* DATA RECORDS *
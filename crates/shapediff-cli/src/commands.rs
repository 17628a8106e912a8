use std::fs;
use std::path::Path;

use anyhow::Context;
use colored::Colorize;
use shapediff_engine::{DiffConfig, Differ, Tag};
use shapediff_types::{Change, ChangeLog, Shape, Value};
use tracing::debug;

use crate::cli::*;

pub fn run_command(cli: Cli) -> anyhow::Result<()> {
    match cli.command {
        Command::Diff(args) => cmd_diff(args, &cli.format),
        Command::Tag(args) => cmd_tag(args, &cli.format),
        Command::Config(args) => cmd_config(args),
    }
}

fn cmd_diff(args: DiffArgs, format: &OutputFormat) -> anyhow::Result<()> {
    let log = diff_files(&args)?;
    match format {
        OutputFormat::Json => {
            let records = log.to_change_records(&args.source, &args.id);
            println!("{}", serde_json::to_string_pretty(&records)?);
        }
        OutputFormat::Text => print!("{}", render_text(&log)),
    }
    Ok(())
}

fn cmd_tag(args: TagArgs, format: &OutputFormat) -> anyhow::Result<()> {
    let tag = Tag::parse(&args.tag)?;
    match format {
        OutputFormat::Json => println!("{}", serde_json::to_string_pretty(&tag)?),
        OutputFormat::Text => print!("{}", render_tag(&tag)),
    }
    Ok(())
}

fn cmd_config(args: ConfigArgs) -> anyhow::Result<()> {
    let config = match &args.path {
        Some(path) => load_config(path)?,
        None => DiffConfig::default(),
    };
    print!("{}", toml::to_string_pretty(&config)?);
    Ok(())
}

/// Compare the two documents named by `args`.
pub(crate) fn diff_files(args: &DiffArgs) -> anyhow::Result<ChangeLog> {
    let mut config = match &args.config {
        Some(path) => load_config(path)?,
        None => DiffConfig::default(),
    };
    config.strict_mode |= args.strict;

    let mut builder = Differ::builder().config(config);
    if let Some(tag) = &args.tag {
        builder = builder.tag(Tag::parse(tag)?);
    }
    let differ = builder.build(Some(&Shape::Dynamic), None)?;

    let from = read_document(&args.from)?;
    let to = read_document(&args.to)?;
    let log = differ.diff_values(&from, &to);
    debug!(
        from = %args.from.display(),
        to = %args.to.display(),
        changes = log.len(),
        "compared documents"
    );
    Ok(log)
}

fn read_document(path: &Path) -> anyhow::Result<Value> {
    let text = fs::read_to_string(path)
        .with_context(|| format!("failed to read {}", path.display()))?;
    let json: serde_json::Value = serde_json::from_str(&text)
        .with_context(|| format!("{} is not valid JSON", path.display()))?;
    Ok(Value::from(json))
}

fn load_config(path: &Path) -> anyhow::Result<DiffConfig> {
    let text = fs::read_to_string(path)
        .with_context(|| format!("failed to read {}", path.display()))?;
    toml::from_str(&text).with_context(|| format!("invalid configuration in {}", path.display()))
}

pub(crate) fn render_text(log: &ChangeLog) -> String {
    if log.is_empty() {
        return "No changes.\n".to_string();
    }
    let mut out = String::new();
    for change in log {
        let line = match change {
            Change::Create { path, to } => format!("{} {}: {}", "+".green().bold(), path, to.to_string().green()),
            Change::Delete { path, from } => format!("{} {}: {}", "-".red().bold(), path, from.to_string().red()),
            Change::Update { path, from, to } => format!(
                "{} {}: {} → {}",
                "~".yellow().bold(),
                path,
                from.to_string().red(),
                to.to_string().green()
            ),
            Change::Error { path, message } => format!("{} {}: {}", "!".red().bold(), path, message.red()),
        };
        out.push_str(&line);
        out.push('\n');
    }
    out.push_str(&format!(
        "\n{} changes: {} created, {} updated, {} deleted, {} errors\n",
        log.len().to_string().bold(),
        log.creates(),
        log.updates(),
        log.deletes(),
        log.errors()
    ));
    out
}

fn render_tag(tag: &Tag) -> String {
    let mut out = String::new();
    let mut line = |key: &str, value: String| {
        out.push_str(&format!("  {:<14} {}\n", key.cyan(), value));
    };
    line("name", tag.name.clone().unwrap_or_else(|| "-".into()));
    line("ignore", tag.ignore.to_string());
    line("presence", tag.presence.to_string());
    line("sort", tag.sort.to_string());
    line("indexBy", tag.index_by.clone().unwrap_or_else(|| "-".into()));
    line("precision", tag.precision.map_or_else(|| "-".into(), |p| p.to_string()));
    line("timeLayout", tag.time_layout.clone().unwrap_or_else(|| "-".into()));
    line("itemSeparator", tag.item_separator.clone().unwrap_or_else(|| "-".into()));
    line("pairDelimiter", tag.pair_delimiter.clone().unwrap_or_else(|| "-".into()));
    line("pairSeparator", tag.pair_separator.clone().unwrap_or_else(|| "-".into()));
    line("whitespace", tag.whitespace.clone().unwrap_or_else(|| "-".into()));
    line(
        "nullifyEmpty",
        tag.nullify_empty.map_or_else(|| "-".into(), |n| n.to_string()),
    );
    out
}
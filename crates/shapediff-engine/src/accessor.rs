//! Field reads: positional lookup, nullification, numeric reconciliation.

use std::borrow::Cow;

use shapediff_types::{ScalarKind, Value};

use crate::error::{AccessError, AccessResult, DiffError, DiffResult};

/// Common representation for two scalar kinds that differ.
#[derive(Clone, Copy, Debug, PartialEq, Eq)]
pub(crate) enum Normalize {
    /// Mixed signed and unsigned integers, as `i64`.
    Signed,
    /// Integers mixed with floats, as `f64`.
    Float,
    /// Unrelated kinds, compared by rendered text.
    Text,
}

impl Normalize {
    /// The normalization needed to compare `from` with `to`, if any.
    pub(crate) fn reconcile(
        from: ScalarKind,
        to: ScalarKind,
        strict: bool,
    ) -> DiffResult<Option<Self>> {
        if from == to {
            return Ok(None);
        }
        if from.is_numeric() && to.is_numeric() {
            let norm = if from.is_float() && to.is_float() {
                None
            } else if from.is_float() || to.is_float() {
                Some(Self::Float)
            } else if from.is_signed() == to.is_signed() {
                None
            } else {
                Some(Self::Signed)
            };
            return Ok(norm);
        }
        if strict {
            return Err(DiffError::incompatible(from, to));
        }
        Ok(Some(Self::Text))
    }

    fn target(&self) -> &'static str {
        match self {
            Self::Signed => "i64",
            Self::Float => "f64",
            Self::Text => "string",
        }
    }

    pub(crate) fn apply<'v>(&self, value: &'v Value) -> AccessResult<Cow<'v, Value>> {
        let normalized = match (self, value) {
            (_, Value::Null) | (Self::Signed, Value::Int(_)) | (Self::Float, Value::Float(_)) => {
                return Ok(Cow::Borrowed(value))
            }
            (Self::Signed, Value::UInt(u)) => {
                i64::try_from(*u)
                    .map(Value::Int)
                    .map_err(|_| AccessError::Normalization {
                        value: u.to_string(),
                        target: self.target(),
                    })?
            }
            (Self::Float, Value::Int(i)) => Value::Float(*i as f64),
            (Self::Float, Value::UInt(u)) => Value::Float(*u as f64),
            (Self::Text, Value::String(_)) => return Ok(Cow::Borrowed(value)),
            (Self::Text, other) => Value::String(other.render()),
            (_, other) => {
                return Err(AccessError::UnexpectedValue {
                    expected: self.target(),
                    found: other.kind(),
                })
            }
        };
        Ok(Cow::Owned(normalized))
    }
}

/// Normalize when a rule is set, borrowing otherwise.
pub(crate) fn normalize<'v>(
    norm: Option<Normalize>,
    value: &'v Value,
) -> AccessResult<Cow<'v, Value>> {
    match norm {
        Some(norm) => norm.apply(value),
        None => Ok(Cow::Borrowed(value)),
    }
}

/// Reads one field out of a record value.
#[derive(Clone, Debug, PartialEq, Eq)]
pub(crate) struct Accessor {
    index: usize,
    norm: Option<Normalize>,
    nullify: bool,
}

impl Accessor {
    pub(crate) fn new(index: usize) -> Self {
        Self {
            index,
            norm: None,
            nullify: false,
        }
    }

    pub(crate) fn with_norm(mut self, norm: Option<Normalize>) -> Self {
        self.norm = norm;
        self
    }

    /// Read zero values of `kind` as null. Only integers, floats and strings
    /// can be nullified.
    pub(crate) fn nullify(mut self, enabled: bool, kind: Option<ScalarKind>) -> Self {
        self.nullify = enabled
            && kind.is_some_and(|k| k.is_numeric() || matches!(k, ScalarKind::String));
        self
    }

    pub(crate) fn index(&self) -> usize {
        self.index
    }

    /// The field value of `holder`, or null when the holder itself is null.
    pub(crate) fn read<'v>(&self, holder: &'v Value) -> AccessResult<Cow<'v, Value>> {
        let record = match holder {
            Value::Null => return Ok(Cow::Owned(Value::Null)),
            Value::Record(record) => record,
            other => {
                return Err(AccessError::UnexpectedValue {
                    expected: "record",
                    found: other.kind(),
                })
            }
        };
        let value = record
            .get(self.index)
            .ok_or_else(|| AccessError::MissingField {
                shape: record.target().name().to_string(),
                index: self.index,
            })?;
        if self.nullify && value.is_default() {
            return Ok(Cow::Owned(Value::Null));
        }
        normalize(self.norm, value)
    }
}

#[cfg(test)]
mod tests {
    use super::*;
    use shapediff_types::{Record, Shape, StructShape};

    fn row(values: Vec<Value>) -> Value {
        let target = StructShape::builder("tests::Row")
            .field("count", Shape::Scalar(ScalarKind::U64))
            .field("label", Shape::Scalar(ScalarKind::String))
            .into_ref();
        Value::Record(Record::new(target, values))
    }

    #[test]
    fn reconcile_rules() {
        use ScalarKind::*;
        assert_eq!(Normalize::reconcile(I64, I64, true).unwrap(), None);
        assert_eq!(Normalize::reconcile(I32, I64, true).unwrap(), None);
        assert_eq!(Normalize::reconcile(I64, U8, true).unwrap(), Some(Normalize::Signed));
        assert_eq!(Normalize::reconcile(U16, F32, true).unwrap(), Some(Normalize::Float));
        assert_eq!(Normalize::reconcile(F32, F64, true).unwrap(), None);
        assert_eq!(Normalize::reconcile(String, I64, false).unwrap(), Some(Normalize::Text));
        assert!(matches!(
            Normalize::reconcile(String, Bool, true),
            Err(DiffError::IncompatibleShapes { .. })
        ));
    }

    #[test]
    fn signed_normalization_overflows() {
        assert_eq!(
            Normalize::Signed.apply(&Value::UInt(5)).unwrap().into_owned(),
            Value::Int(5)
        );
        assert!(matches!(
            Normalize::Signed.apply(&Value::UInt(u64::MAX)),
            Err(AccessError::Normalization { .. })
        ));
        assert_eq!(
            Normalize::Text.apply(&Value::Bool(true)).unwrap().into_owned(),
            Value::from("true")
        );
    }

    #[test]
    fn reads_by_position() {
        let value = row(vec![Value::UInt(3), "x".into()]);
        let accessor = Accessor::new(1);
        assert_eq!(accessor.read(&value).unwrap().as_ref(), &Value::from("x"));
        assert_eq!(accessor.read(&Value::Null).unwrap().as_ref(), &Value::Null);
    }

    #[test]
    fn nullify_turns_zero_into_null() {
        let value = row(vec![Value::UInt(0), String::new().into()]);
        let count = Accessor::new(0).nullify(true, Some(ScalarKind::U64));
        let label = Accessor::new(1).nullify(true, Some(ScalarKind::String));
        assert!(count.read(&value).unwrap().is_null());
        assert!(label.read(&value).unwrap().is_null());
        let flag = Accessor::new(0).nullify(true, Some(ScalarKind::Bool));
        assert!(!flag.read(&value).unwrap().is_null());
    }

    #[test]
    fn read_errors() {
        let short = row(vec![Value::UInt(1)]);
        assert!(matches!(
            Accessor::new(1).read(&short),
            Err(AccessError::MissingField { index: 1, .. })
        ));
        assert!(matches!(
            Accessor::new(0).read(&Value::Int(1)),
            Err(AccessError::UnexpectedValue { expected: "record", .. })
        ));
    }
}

* WHAT YOU HAVE TO DO *
The answer must consist of every line from the entries that holds the string "MissingField".

* RESPONSE AREA *
            .ok_or_else(|| AccessError::MissingField {
            Err(AccessError::MissingField { index: 1, .. })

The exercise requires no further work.